Machine learning methods for quantum many-body systems

Abstract

Predicting and understanding the phenomena emerging from the interplay of many strongly correlated quantum particles is inherently challenging. The Hilbert space dimension of a quantum many-body system grows exponentially with the number of particles, thus inhibiting exact numerical simulations for extended systems. One possibility to investigate such systems consists in quantum simulation, where a well controlled and highly tunable quantum system, such as neutral atoms in optical lattices, is used to emulate the model of interest. Another approach are approximate numerical methods, which aim to take the most relevant degrees of freedom into account.

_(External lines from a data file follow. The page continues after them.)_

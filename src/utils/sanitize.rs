//! Filename sanitization utilities

/// Longest file name (in bytes, before the extension) we will produce
pub const MAX_NAME_LEN: usize = 200;

/// Sanitize a human title for safe filesystem usage
///
/// Filesystem-unsafe characters become underscores, surrounding whitespace and
/// dots are trimmed, runs of spaces and underscores are collapsed, and the
/// result is cut to at most [`MAX_NAME_LEN`] bytes on a char boundary.
pub fn sanitize_filename(name: &str) -> String {
    let replaced: String = name
        .chars()
        .map(|c| match c {
            '/' | '\\' | ':' | '*' | '?' | '"' | '<' | '>' | '|' => '_',
            c if c.is_control() => '_',
            c => c,
        })
        .collect();

    let trimmed = replaced.trim().trim_matches('.');

    let mut result = String::with_capacity(trimmed.len());
    let mut last = None;
    for c in trimmed.chars() {
        if (c == ' ' || c == '_') && last == Some(c) {
            continue;
        }
        result.push(c);
        last = Some(c);
    }

    truncate_on_char_boundary(&mut result, MAX_NAME_LEN);
    result
}

/// Build the local file name for a remote file
///
/// Prefers the human title (keeping the remote extension) and falls back to
/// the last path component of the remote name.
pub fn local_file_name(remote_name: &str, title: Option<&str>) -> String {
    let base = remote_name.rsplit('/').next().unwrap_or(remote_name);

    if let Some(title) = title.map(str::trim).filter(|t| !t.is_empty()) {
        let stem = sanitize_filename(title);
        if !stem.is_empty() {
            return match extension(base) {
                Some(ext) => format!("{}.{}", stem, ext),
                None => stem,
            };
        }
    }

    // Bound the stem only, so a long remote name keeps its extension
    let (stem, ext) = match extension(base) {
        Some(ext) => (&base[..base.len() - ext.len() - 1], Some(sanitize_filename(ext))),
        None => (base, None),
    };
    let mut stem = sanitize_filename(stem);
    if stem.is_empty() {
        stem = "_".to_string();
    }

    match ext.filter(|e| !e.is_empty()) {
        Some(ext) => format!("{}.{}", stem, ext),
        None => stem,
    }
}

/// Extension of a file name without the leading dot
pub fn extension(name: &str) -> Option<&str> {
    let (stem, ext) = name.rsplit_once('.')?;
    if stem.is_empty() || ext.is_empty() || ext.contains('/') {
        None
    } else {
        Some(ext)
    }
}

fn truncate_on_char_boundary(s: &mut String, max: usize) {
    if s.len() <= max {
        return;
    }
    let mut cut = max;
    while !s.is_char_boundary(cut) {
        cut -= 1;
    }
    s.truncate(cut);
}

In this talk, I will give an overview of three different routes my research group takes to make use of machine learning methods to investigate and understand strongly correlated quantum many-body systems: (i) Using optimization methods for state preparation and readout in quantum simulation experiments to engineer and probe desired quantum many-body states; (ii) using neural networks to represent quantum states (neural quantum states, NQS), in particular for ground states, dynamics, and finite temperature states; (iii) an interpretable analysis of quantum data, as obtained from quantum simulators or numerical simulations, using tailored machine learning techniques. The combination of these three approaches allows us to simulate quantum systems of interest and obtain physical insights through interpretable analysis of the resulting data.